==== Data shown

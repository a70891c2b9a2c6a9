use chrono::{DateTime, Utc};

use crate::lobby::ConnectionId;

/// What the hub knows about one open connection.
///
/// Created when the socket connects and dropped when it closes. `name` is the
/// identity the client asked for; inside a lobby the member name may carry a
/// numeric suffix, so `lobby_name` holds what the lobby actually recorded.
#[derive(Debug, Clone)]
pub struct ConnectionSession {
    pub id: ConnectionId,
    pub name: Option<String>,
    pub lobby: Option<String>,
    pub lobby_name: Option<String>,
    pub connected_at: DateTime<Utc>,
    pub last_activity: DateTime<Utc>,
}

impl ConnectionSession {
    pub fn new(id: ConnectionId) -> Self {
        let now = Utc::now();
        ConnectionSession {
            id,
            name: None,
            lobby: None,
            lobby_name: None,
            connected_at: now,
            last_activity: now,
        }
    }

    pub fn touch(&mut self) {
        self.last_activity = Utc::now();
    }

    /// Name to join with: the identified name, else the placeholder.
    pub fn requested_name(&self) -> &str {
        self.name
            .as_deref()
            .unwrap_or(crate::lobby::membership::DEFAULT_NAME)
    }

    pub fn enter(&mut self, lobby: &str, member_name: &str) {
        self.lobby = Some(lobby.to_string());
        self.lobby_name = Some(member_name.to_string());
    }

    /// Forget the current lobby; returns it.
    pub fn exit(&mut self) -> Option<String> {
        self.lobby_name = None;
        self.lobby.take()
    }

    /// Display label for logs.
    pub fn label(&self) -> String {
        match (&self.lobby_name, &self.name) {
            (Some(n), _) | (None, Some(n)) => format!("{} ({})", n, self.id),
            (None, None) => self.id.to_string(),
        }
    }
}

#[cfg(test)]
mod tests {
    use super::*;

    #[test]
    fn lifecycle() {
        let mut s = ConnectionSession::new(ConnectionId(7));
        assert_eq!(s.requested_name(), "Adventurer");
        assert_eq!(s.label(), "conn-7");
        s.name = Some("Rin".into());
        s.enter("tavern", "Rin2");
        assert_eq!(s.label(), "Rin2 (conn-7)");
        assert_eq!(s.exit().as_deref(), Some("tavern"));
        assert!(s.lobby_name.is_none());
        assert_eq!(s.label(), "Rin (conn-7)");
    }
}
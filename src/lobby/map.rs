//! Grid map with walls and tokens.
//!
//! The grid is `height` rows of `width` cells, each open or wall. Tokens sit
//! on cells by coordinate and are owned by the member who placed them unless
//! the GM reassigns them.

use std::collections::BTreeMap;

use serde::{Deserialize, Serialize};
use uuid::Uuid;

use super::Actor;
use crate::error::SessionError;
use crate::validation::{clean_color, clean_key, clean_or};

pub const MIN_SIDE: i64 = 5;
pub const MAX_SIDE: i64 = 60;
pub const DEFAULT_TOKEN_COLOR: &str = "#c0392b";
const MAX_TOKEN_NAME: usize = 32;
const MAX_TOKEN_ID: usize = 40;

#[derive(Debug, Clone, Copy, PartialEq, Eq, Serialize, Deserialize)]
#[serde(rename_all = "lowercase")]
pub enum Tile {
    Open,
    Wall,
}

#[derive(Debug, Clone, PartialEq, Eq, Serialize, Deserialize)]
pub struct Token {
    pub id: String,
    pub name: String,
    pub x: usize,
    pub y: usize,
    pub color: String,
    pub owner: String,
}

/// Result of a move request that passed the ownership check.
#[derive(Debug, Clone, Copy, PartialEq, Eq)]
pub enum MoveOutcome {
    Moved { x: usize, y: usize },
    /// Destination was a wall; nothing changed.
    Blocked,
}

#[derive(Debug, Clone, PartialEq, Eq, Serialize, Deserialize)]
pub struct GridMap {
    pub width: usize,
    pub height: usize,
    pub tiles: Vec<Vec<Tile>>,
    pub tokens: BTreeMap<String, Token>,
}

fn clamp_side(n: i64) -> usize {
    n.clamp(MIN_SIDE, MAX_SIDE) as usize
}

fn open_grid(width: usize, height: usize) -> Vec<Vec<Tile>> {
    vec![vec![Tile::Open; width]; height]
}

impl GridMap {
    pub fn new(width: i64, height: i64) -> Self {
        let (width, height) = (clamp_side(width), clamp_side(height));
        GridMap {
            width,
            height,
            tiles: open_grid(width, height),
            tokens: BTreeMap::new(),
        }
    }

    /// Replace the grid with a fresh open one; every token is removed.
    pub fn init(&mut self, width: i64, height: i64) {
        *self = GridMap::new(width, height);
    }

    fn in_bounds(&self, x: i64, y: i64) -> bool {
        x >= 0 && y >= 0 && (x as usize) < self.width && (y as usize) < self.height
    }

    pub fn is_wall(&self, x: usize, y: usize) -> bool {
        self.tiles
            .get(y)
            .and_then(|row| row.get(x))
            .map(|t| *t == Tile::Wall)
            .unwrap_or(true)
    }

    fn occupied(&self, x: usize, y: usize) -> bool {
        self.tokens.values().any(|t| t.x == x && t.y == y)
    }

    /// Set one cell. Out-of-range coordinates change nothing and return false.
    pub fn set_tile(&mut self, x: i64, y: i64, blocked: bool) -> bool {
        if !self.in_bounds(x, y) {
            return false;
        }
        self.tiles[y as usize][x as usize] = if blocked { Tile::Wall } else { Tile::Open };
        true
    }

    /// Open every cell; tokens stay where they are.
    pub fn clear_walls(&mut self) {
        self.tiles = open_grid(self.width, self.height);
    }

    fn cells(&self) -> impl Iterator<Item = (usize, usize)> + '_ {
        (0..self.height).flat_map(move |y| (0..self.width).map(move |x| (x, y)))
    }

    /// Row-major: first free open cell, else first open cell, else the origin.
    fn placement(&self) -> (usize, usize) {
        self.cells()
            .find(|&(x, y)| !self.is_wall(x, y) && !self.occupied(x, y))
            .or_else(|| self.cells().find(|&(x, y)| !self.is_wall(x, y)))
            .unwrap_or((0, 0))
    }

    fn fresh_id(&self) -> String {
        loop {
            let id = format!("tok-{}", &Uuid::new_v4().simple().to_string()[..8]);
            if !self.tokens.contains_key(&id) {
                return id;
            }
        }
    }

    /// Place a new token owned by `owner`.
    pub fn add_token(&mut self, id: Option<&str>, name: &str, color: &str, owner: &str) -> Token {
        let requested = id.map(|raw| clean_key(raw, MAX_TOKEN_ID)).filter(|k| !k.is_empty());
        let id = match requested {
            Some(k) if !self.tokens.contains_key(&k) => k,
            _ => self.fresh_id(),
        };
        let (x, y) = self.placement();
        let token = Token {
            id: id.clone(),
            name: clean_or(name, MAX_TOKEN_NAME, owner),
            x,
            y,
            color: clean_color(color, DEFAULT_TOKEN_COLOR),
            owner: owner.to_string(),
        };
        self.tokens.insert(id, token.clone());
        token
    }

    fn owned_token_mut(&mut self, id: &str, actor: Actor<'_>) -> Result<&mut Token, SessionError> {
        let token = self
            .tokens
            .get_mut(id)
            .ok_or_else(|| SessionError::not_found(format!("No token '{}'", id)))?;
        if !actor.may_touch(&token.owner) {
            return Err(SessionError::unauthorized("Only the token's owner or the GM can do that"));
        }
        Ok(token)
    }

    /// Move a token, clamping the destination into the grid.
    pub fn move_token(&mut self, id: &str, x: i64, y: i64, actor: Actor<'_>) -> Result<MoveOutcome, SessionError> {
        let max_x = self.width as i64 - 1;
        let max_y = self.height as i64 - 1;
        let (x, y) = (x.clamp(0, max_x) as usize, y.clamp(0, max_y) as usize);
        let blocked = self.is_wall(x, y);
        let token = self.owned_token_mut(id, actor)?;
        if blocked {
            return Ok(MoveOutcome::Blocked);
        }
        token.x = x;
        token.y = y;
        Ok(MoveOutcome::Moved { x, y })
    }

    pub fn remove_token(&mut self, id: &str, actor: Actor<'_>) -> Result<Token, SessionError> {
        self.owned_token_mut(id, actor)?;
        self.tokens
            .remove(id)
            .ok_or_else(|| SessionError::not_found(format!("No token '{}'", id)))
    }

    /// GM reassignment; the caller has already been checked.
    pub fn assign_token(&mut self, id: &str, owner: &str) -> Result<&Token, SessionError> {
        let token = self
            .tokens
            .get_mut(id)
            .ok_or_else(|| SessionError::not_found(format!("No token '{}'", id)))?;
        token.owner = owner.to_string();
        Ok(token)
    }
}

========

• **Brief**: Using the listing, copy every line where the word "with" shows up.

• **Task output**:
    /// Name to join with: the identified name, else the placeholder.
//! Grid map with walls and tokens.
    /// Replace the grid with a fresh open one; every token is removed.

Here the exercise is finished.